Ao mesmo tempo, é sensual em seus pensamentos, ou nos momentos de solidão, como quando viu
o homem bonito no botequim, ou ainda quando ficou em casa - ao invés de ir trabalhar - vivendo
a sensação de liberdade. O prazer em Macabéa é algo que sempre se alia à dor. Ao ver o
homem, por exemplo, apesar do prazer que tal visão lhe dá, há o sofrimento por não o possuir e
por ter a certeza de que alguém assim é mesmo só para ser visto. Macabéa já havia
experimentado essas sensações contraditórias com outra pessoa, a tia, que, ao bater na
menina, sentia prazer ao vê-la sofrer: "... e ela era só ela", imune à vida, vida que era morte,
por tanta aceitação.
O instinto de vida, que está ligado ao prazer, vem sustentáa-la. Diz o narrador: "Penso no sexo
de Macabéa (...) seu sexo era a única marca veemente de sua existência."
E ainda, mais adiante, ligando o prazer à morte: "Ela nada podia mas seu sexo exigia, como um
nascido girassol num túmulo."
De que "relação sexual" se pode falar no caso de Macabéa? Da relação com a própria vida, que
ela insiste em manter, no seu conceito tão particular de beleza: usava batom vermelho, queria
ser atriz de cinema com Marylin Monroe, apreciava os ruídos, pois eram vida.
"Por enquanto Macabéa não passava de um vago sentimento nos paralelepípedos sujos. (...)
Tanto estava viva que se mexeu devagar e acomodou o corpo em posição fetal. Grotesca como
sempre fora. Aquela relutância em ceder, mas aquela vontade do grande abraço. Ela se
abraçava a si mesma com vontade do doce nada. Era uma maldita e não sabia. (...)"
A morte dela é o momento em que Eros (Amor) se une a Tanatos (Morte), vida e morte, num
momento doce, e sensual:
"Então - ali deitada - teve uma úmida felicidade suprema, pois ela nascera para o abraço da
morte. (...) E havia certa sensualidade no modo como se encolhera. Ou é como a pré-morte se
parece com a intensa ânsia sensual? É que o rosto dela lembrava um esgar de desejo. (...)
Se iria morrer, na morte passava de virgem a mulher. Não, não era morte pois não a quero para
a moça: só um atropelamento que não significava sequer um desastre. Seu esforço de viver
parecia uma coisa que se nunca experimentara, virgem que era , ao menos intuíra, pois só agora
entendia que mulher nasce mulher desde o primeiro vagido. O destino de uma mulher é ser
mulher. Intuíra o instante quase dolorido e esfuziante do desmaio do amor.
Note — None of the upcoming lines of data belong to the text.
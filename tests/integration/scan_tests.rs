//! End-to-end scan runs against the in-memory transport.

use std::fs;
use std::io::Write as _;
use std::path::Path;
use std::sync::Arc;
use std::time::Duration;

use scan_tool::cache::CacheManager;
use scan_tool::context::RunContext;
use scan_tool::driver::{collect_files, drain_queue, label_for};
use scan_tool::handler::{handlers_for, ArchiveKind};
use scan_tool::hash::sha256_file;
use scan_tool::http::{HttpResponse, MockTransport};
use scan_tool::report::Provider;
use scan_tool::scanner::{build_scanner_with_transport, CachePolicy, Scanner, ScannerSettings};
use scan_tool::strategy::{Strategy, StrategyKind, StrategySettings};
use scan_tool::summary::Summary;
use tempfile::tempdir;

fn settings(provider: Provider) -> ScannerSettings {
    ScannerSettings {
        provider,
        api_key: "secret".to_string(),
        honour_time_limit: false,
        certificate_file: None,
        metascan_url: None,
        max_scan_size: None,
        shutdown_flag: None,
    }
}

fn vt_scanner(mock: &Arc<MockTransport>) -> Box<dyn Scanner> {
    build_scanner_with_transport(&settings(Provider::VirusTotal), Box::new(Arc::clone(mock)))
}

fn now() -> String {
    chrono::Utc::now().format("%Y-%m-%d %H:%M:%S").to_string()
}

/// A finished VirusTotal report with `positives` detecting engines.
fn vt_found(hash: &str, positives: u32) -> HttpResponse {
    vt_found_at(hash, positives, &now())
}

fn vt_found_at(hash: &str, positives: u32, date: &str) -> HttpResponse {
    let mut scans: Vec<String> = (0..positives)
        .map(|i| format!(r#""Engine{i}": {{"detected": true, "result": "Trojan.Gen"}}"#))
        .collect();
    scans.push(r#""Clean": {"detected": false, "result": null}"#.to_string());
    HttpResponse::json(format!(
        r#"{{"response_code": 1, "resource": "{hash}", "sha256": "{hash}", "scan_id": "{hash}-1", "scan_date": "{date}", "permalink": "https://www.virustotal.com/file/{hash}/analysis/", "positives": {positives}, "total": {total}, "scans": {{{scans}}}}}"#,
        total = positives + 1,
        scans = scans.join(", ")
    ))
}

fn vt_unknown(hash: &str) -> HttpResponse {
    HttpResponse::json(format!(
        r#"{{"response_code": 0, "resource": "{hash}", "verbose_msg": "The requested resource is not among the finished, queued or pending scans"}}"#
    ))
}

fn vt_still_queued(hash: &str) -> HttpResponse {
    HttpResponse::json(format!(
        r#"{{"response_code": -2, "resource": "{hash}", "scan_id": "{hash}-1", "verbose_msg": "Your resource is queued for analysis"}}"#
    ))
}

fn vt_queued_scan(hash: &str) -> HttpResponse {
    HttpResponse::json(format!(
        r#"{{"response_code": 1, "resource": "{hash}", "scan_id": "{hash}-1", "verbose_msg": "Scan request successfully queued"}}"#
    ))
}

fn default_strategy(cache: CachePolicy) -> Strategy {
    strategy(StrategyKind::Default, cache)
}

fn strategy(kind: StrategyKind, cache: CachePolicy) -> Strategy {
    Strategy::new(
        kind,
        StrategySettings {
            cache,
            ..StrategySettings::default()
        },
    )
}

fn run(strategy: &Strategy, scanner: &mut dyn Scanner, ctx: &mut RunContext, inputs: &[&Path]) {
    let inputs: Vec<_> = inputs.iter().map(|p| p.to_path_buf()).collect();
    for file in collect_files(&inputs).unwrap() {
        strategy.scan(scanner, ctx, &file, &label_for(&file)).unwrap();
    }
    drain_queue(strategy, scanner, ctx, Duration::ZERO).unwrap();
}

#[test]
fn test_known_infected_file_is_reported() {
    let dir = tempdir().unwrap();
    let sample = dir.path().join("dropper.exe");
    fs::write(&sample, b"malicious bytes").unwrap();
    let hash = sha256_file(&sample).unwrap();

    let mock = Arc::new(MockTransport::new().with_response(vt_found(&hash, 12)));
    let mut scanner = vt_scanner(&mock);
    let mut ctx = RunContext::new();
    run(
        &default_strategy(CachePolicy::disabled()),
        scanner.as_mut(),
        &mut ctx,
        &[&sample],
    );

    assert_eq!(mock.requests().len(), 1);
    let summary = Summary::new(&ctx, 3);
    assert_eq!(summary.infected().count(), 1);
    let text = summary.render();
    assert!(text.contains("dropper.exe"));
    assert!(text.contains("(12/13)"));
    assert!(text.contains("Engine0"));
}

#[test]
fn test_unknown_file_is_submitted_and_polled() {
    let dir = tempdir().unwrap();
    let sample = dir.path().join("new.bin");
    fs::write(&sample, b"never seen before").unwrap();
    let hash = sha256_file(&sample).unwrap();

    let mock = Arc::new(
        MockTransport::new()
            .with_response(vt_unknown(&hash))
            .with_response(vt_queued_scan(&hash))
            .with_response(vt_found(&hash, 1)),
    );
    let mut scanner = vt_scanner(&mock);
    let mut ctx = RunContext::new();
    run(
        &default_strategy(CachePolicy::disabled()),
        scanner.as_mut(),
        &mut ctx,
        &[dir.path()],
    );

    let requests = mock.requests();
    assert_eq!(requests.len(), 3);
    assert!(requests[0].url.ends_with("/file/report"));
    assert_eq!(requests[0].field_value("resource"), Some(hash.as_str()));
    assert!(requests[1].url.ends_with("/file/scan"));
    assert_eq!(requests[1].files[0].1, sample);
    assert_eq!(
        requests[2].field_value("resource"),
        Some(format!("{hash}-1").as_str())
    );

    assert!(ctx.queued.is_empty());
    assert_eq!(Summary::new(&ctx, 3).possibly_infected().count(), 1);
    assert_eq!(ctx.file_hashes.values().next(), Some(&hash));
}

#[test]
fn test_cached_report_avoids_network() {
    let dir = tempdir().unwrap();
    let cache_dir = dir.path().join("cache");
    let sample = dir.path().join("sample.doc");
    fs::write(&sample, b"macro document").unwrap();
    let hash = sha256_file(&sample).unwrap();
    let strategy = default_strategy(CachePolicy::read_write(&cache_dir));

    let first = Arc::new(MockTransport::new().with_response(vt_found(&hash, 5)));
    let mut scanner = vt_scanner(&first);
    let mut ctx = RunContext::new();
    run(&strategy, scanner.as_mut(), &mut ctx, &[&sample]);
    assert_eq!(first.requests().len(), 1);

    let second = Arc::new(MockTransport::new());
    let mut scanner = vt_scanner(&second);
    let mut ctx = RunContext::new();
    run(&strategy, scanner.as_mut(), &mut ctx, &[&sample]);
    assert!(second.requests().is_empty());
    assert_eq!(Summary::new(&ctx, 3).infected().count(), 1);
}

#[test]
fn test_oversized_file_is_listed_not_uploaded() {
    let dir = tempdir().unwrap();
    let sample = dir.path().join("big.iso");
    fs::write(&sample, vec![0u8; 2048]).unwrap();
    let hash = sha256_file(&sample).unwrap();

    let mock = Arc::new(MockTransport::new().with_response(vt_unknown(&hash)));
    let mut scanner = build_scanner_with_transport(
        &ScannerSettings {
            max_scan_size: Some(1024),
            ..settings(Provider::VirusTotal)
        },
        Box::new(Arc::clone(&mock)),
    );
    let mut ctx = RunContext::new();
    run(
        &default_strategy(CachePolicy::disabled()),
        scanner.as_mut(),
        &mut ctx,
        &[&sample],
    );

    assert_eq!(mock.requests().len(), 1);
    assert_eq!(ctx.large_files.len(), 1);
    assert_eq!(ctx.large_files[0].size, 2048);
    assert!(Summary::new(&ctx, 3).render().contains("big.iso"));
}

#[test]
fn test_zip_members_are_scanned_individually() {
    let dir = tempdir().unwrap();
    let archive = dir.path().join("bundle.zip");
    {
        let mut zip = zip::ZipWriter::new(fs::File::create(&archive).unwrap());
        let options = zip::write::FileOptions::default();
        zip.start_file("inner/evil.exe", options).unwrap();
        zip.write_all(b"evil").unwrap();
        zip.finish().unwrap();
    }
    let member_hash = format!("{:x}", <sha2::Sha256 as sha2::Digest>::digest(b"evil"));

    let mock = Arc::new(MockTransport::new().with_response(vt_found(&member_hash, 20)));
    let mut scanner = vt_scanner(&mock);
    let strategy = default_strategy(CachePolicy::disabled())
        .with_handlers(handlers_for(&[ArchiveKind::Zip], false));
    let mut ctx = RunContext::new();
    run(&strategy, scanner.as_mut(), &mut ctx, &[&archive]);

    assert_eq!(mock.requests().len(), 1);
    assert_eq!(
        mock.requests()[0].field_value("resource"),
        Some(member_hash.as_str())
    );
    let (label, _) = ctx.findings().next().unwrap();
    assert!(label.ends_with("bundle.zip/inner/evil.exe"));
}

#[test]
fn test_metascan_lookup_uses_hash_endpoint() {
    let dir = tempdir().unwrap();
    let sample = dir.path().join("clean.txt");
    fs::write(&sample, b"hello").unwrap();
    let hash = sha256_file(&sample).unwrap();

    let mock = Arc::new(MockTransport::new().with_response(HttpResponse::json(format!(
        r#"{{"{hash}": "Not Found"}}"#
    ))));
    let mut scanner = build_scanner_with_transport(
        &ScannerSettings {
            metascan_url: Some("https://md.example.org/v2/".to_string()),
            ..settings(Provider::Metascan)
        },
        Box::new(Arc::clone(&mock)),
    );
    let _ = scanner.get_report(&hash, &CachePolicy::disabled());

    let request = &mock.requests()[0];
    assert_eq!(request.url, format!("https://md.example.org/v2/hash/{hash}"));
    assert_eq!(request.header_value("apikey"), Some("secret"));
}

#[test]
fn test_queued_report_is_asked_again_next_run() {
    let dir = tempdir().unwrap();
    let cache_dir = dir.path().join("cache");
    let sample = dir.path().join("pending.exe");
    fs::write(&sample, b"still being analysed").unwrap();
    let hash = sha256_file(&sample).unwrap();
    let strategy = default_strategy(CachePolicy::read_write(&cache_dir));

    // Lookup, then the drain poll by scan id: both still queued.
    let first = Arc::new(
        MockTransport::new()
            .with_response(vt_still_queued(&hash))
            .with_response(vt_still_queued(&hash)),
    );
    let mut scanner = vt_scanner(&first);
    let mut ctx = RunContext::new();
    run(&strategy, scanner.as_mut(), &mut ctx, &[&sample]);

    assert_eq!(first.requests().len(), 2);
    assert_eq!(ctx.queued.len(), 1);
    assert_eq!(ctx.queued[0].file, label_for(&sample));
    assert!(Summary::new(&ctx, 3)
        .render()
        .contains("Submitted files without a report yet:"));
    assert!(!CacheManager::new(&cache_dir)
        .path_for(&hash)
        .unwrap()
        .exists());

    let second = Arc::new(MockTransport::new().with_response(vt_found(&hash, 9)));
    let mut scanner = vt_scanner(&second);
    let mut ctx = RunContext::new();
    run(&strategy, scanner.as_mut(), &mut ctx, &[&sample]);

    assert_eq!(second.requests().len(), 1);
    assert!(ctx.queued.is_empty());
    assert_eq!(Summary::new(&ctx, 3).infected().count(), 1);
}

#[test]
fn test_stale_cached_report_is_rescanned_and_evicted() {
    let dir = tempdir().unwrap();
    let cache_dir = dir.path().join("cache");
    let sample = dir.path().join("old.exe");
    fs::write(&sample, b"seen years ago").unwrap();
    let hash = sha256_file(&sample).unwrap();

    let cache = CacheManager::new(&cache_dir);
    cache.create_cache_directory().unwrap();
    let cached = cache.path_for(&hash).unwrap();
    fs::write(&cached, vt_found_at(&hash, 7, "2015-03-01 10:00:00").body).unwrap();

    let mock = Arc::new(MockTransport::new().with_response(vt_queued_scan(&hash)));
    let mut scanner = vt_scanner(&mock);
    let mut ctx = RunContext::new();
    run(
        &default_strategy(CachePolicy::read_write(&cache_dir)),
        scanner.as_mut(),
        &mut ctx,
        &[&sample],
    );

    let requests = mock.requests();
    assert_eq!(requests.len(), 1);
    assert!(requests[0].url.ends_with("/file/rescan"));
    assert_eq!(requests[0].field_value("resource"), Some(hash.as_str()));
    assert!(!cached.exists());
    assert_eq!(Summary::new(&ctx, 3).infected().count(), 1);
    assert!(ctx.queued.is_empty());
}

#[test]
fn test_no_rescan_keeps_stale_report_and_polls_submissions() {
    let dir = tempdir().unwrap();
    let cache_dir = dir.path().join("cache");
    let old = dir.path().join("old.exe");
    let new = dir.path().join("new.exe");
    fs::write(&old, b"seen years ago").unwrap();
    fs::write(&new, b"brand new").unwrap();
    let old_hash = sha256_file(&old).unwrap();
    let new_hash = sha256_file(&new).unwrap();

    let cache = CacheManager::new(&cache_dir);
    cache.create_cache_directory().unwrap();
    let cached = cache.path_for(&old_hash).unwrap();
    fs::write(&cached, vt_found_at(&old_hash, 7, "2015-03-01 10:00:00").body).unwrap();

    let mock = Arc::new(
        MockTransport::new()
            .with_response(vt_unknown(&new_hash))
            .with_response(vt_queued_scan(&new_hash))
            .with_response(vt_found(&new_hash, 2)),
    );
    let mut scanner = vt_scanner(&mock);
    let mut ctx = RunContext::new();
    run(
        &strategy(StrategyKind::NoRescan, CachePolicy::read_write(&cache_dir)),
        scanner.as_mut(),
        &mut ctx,
        &[&old, &new],
    );

    let urls: Vec<String> = mock.requests().into_iter().map(|r| r.url).collect();
    assert_eq!(urls.len(), 3);
    assert!(urls.iter().all(|url| !url.ends_with("/file/rescan")));
    assert!(urls[2].ends_with("/file/report"));
    assert!(cached.exists());

    let summary = Summary::new(&ctx, 3);
    assert_eq!(summary.infected().count(), 1);
    assert_eq!(summary.possibly_infected().count(), 1);
    assert!(ctx.queued.is_empty());
}

#[test]
fn test_scan_and_forget_never_polls() {
    let dir = tempdir().unwrap();
    let sample = dir.path().join("new.bin");
    fs::write(&sample, b"fire and forget").unwrap();
    let hash = sha256_file(&sample).unwrap();

    let mock = Arc::new(
        MockTransport::new()
            .with_response(vt_unknown(&hash))
            .with_response(vt_queued_scan(&hash)),
    );
    let mut scanner = vt_scanner(&mock);
    let mut ctx = RunContext::new();
    run(
        &strategy(StrategyKind::ScanAndForget, CachePolicy::disabled()),
        scanner.as_mut(),
        &mut ctx,
        &[&sample],
    );

    let requests = mock.requests();
    assert_eq!(requests.len(), 2);
    assert!(requests[1].url.ends_with("/file/scan"));
    assert!(ctx.queued.is_empty());
    assert!(ctx.last_submission.is_some());
    assert!(Summary::new(&ctx, 3)
        .render()
        .contains("No infected files found."));
}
Sim, doloroso
reflorescimento tão difícil que ela empregava nele o corpo e a outra coisa que vós chamais de
alma. (...)
Nesta hora exata, Macabéa sente um fundo enjôo de estômago e quase vomitou, queria vomitar
o que não é corpo, vomitar algo luminoso. Estrela de mil pontas.
O que é que eu estou vendo agora é e que me assusta? Vejo que ela vomitou um pouco de
sangue, vasto espasmo, enfim o âmago tocando no âmago: vitória!"
Sua boca, agora, vermelha como a de Marylin Monroe, no apogeu orgásmico da morte, grita,
pela primeira vez, depois de vomitar, à vida:
"E então - então o súbito grito estertorado de uma gaivota, de repente a águia voraz erguendo
para os altos ares a ovelha tenra, o macio gato estraçalhando um rato sujo e qualquer, a vida
come a vida."
Chegamos, afinal, ao momento da epifania do narrador fundido à Macabéa: é a vida que grita
por si mesma, independente da opressão e da marginalização social. O momento, entremeado
com silêncio, da consciência a que se chega pelo ato de escrever:
"(...) O instante é aquele átimo de tempo em que o pneu do carro correndo em alta velocidade
toca no chão e depois não toca mais e depois toca de novo. Etc. , etc., etc. No fundo ela não
passara de uma caixinha de música meio desafinada.
Eu vos pergunto:
- Qual é o peso da luz?
E agora - agora só me resta acender um cigarro e ir para casa. Meu Deus, só agora me lembrei
que a gente morre. Mas - mas eu também?!
Sim."
Enfim, descobrimos, agora, que tudo começa e acaba com um sim. Também é preciso coragem
para morrer, silêncio para ouvir o grito da vida.